Studies have proven that customer retention is the key for higher revenue, in another way acquiring new customers is quite expensive than customer retention. However, there are certain efficient ways to retain customers. One powerful method is churn analysis, which ideally helps in identifying the reasons why customers leave and fix the issue.
Churn analysis can be powered by a number of factors, and even small and gradual rise in churn percentage can lead to huge disruption to planning, so an in-depth understanding of what is churn and how to identify the ways to prevent it is of paramount significance.
In this article, we will have a brief on what is churn analysis, its significance, methods to reduce churn, and real-time analysis.
Churn analysis is a method to evaluate the journey of your customers and why they stop using your product or service. It will also evaluate which factors caused issues to customers and triggered them to stop using the brand. In marketing, retention and churn rates have an inverse relationship, which means whenever there is a drop in the churn rate there is a spike in retention and vice versa. Retention Analysis is a process to determine the ways to fix a specific problem and identify ways to offer value to your existing customers.
Calculate the churn rate with a simple formula:
Number of customers lost in a period of time / No. of customers in the beginning period
Determine the ways to find why and where your customers are leaving your brand. There are certain analytics tools available to give you ideas on why the churn is happening.
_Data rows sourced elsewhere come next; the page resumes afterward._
#[cfg(test)]
mod tests {
    use super::*;
    use crate::domain::{Health, Location};
    use tempfile::TempDir;

    fn app() -> (DairyApp, TempDir) {
        let dir = TempDir::new().unwrap();
        let store = SettingsStore::new(dir.path().join("settings.json"));
        (DairyApp::new(store, Some(7)).unwrap(), dir)
    }

    #[test]
    fn stop_command_on_milking_robot_opens_prompt() {
        let (mut app, _dir) = app();
        app.ui.view = View::Robots;
        app.ui.robot_idx = 0; // R001, active with a cow
        app.apply(Action::StopRobot);
        assert!(app.ui.confirm.is_some());
        assert_eq!(app.farm.robot("R001").unwrap().status, RobotStatus::Active);

        app.apply(Action::ConfirmNo);
        assert!(app.ui.confirm.is_none());
        assert_eq!(app.farm.robot("R001").unwrap().status, RobotStatus::Active);

        app.apply(Action::StopRobot);
        app.apply(Action::ConfirmYes);
        let robot = app.farm.robot("R001").unwrap();
        assert_eq!(robot.status, RobotStatus::Idle);
        assert!(robot.current_cow.is_none());
    }

    #[test]
    fn start_errored_robot_reports_rejection() {
        let (mut app, _dir) = app();
        app.ui.view = View::Robots;
        app.ui.robot_idx = 3; // R004, error
        app.apply(Action::StartRobot);
        assert!(app.ui.confirm.is_none());
        assert_eq!(app.farm.robot("R004").unwrap().status, RobotStatus::Error);
        assert!(app.ui.status_line().unwrap().contains("error state"));
    }

    #[test]
    fn delete_cow_flow_with_confirmation() {
        let (mut app, _dir) = app();
        app.ui.view = View::Herd;
        app.ui.cow_idx = 1; // C124
        app.apply(Action::DeleteCow);
        assert!(app.ui.confirm.is_some());
        assert_eq!(app.farm.cows().len(), 4);

        app.apply(Action::ConfirmYes);
        assert_eq!(app.farm.cows().len(), 3);
        assert!(app.farm.cow("C124").is_none());
    }

    #[test]
    fn add_cow_via_form() {
        let (mut app, _dir) = app();
        app.ui.view = View::Herd;
        app.apply(Action::AddCow);
        for c in "Ryaba".chars() {
            app.apply(Action::FormInput(c));
        }
        app.apply(Action::FormNextField); // tag
        for c in "TAG-005".chars() {
            app.apply(Action::FormInput(c));
        }
        app.apply(Action::FormNextField); // last milking
        for c in "09:00".chars() {
            app.apply(Action::FormInput(c));
        }
        app.apply(Action::FormNextField); // daily yield
        for c in "21.0".chars() {
            app.apply(Action::FormInput(c));
        }
        app.apply(Action::FormNextField); // avg yield
        for c in "22.3".chars() {
            app.apply(Action::FormInput(c));
        }
        app.apply(Action::FormSubmit);

        assert!(app.ui.cow_form.is_none());
        assert_eq!(app.farm.cows().len(), 5);
        let added = app.farm.cows().last().unwrap();
        assert_eq!(added.name, "Ryaba");
        assert_eq!(added.tag_id, "TAG-005");
        assert_eq!(added.health, Health::Good);
        assert_eq!(added.location, Location::Pasture);
    }

    #[test]
    fn invalid_form_submission_keeps_form_open() {
        let (mut app, _dir) = app();
        app.ui.view = View::Herd;
        app.apply(Action::AddCow);
        app.apply(Action::FormSubmit); // empty name
        assert!(app.ui.cow_form.is_some());
        assert_eq!(app.farm.cows().len(), 4);
    }

    #[test]
    fn emergency_stop_requires_double_press() {
        let (mut app, _dir) = app();
        app.ui.view = View::Settings;
        app.apply(Action::EmergencyStop);
        assert!(app.ui.emergency_armed_until.is_some());
        assert_eq!(app.farm.robot("R001").unwrap().status, RobotStatus::Active);

        app.apply(Action::EmergencyStop);
        assert!(app.ui.emergency_armed_until.is_none());
        for robot in app.farm.robots() {
            assert_eq!(robot.status, RobotStatus::Idle);
        }
    }

    #[test]
    fn settings_adjustments() {
        let (mut app, _dir) = app();
        app.ui.view = View::Settings;
        app.ui.settings_idx = 0;
        app.apply(Action::SettingsIncrease);
        assert_eq!(app.settings.milking.min_interval, 7);
        app.apply(Action::SettingsDecrease);
        assert_eq!(app.settings.milking.min_interval, 6);

        app.ui.settings_idx = 3;
        app.apply(Action::SettingsIncrease);
        assert!(!app.settings.identification.rfid);

        app.ui.settings_idx = 12;
        app.apply(Action::SettingsIncrease);
        assert_eq!(app.settings.system.log_level, "debug");
        app.apply(Action::SettingsIncrease);
        assert_eq!(app.settings.system.log_level, "error");
    }

    #[test]
    fn save_settings_persists_to_store() {
        let (mut app, _dir) = app();
        app.ui.view = View::Settings;
        app.ui.settings_idx = 1;
        app.apply(Action::SettingsIncrease);
        app.apply(Action::SaveSettings);

        let reloaded = app.store.load().unwrap();
        assert_eq!(reloaded.milking.max_session_time, 16);
    }

    #[test]
    fn selection_clamps_to_bounds() {
        let (mut app, _dir) = app();
        app.ui.view = View::Robots;
        app.apply(Action::Up);
        assert_eq!(app.ui.robot_idx, 0);
        for _ in 0..10 {
            app.apply(Action::Down);
        }
        assert_eq!(app.ui.robot_idx, app.farm.robots().len() - 1);
    }

    #[test]
    fn log_level_cycle() {
        assert_eq!(cycle_log_level("info", true), "debug");
        assert_eq!(cycle_log_level("debug", true), "error");
        assert_eq!(cycle_log_level("error", false), "debug");
        assert_eq!(cycle_log_level("unknown", true), "debug");
    }
}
When we talk about the churn, there are two types of churn which are customer churn and revenue churn.
1. Customer Churn: It is a measure of customers that brand losses.
Churn Rate = Customers at the beginning of a period – customers at the end of period) / Customers at the end of the period
2. Revenue Churn: It is a measure of revenue that business losses.
Revenue churn = (MRR beginning of a period – end of a period/ MRR beginning of the month) * 100
For any business, it is important to keep an eye on the churn rate to keep flourishing, which will also depict the overall performance of a brand in terms of products and customers.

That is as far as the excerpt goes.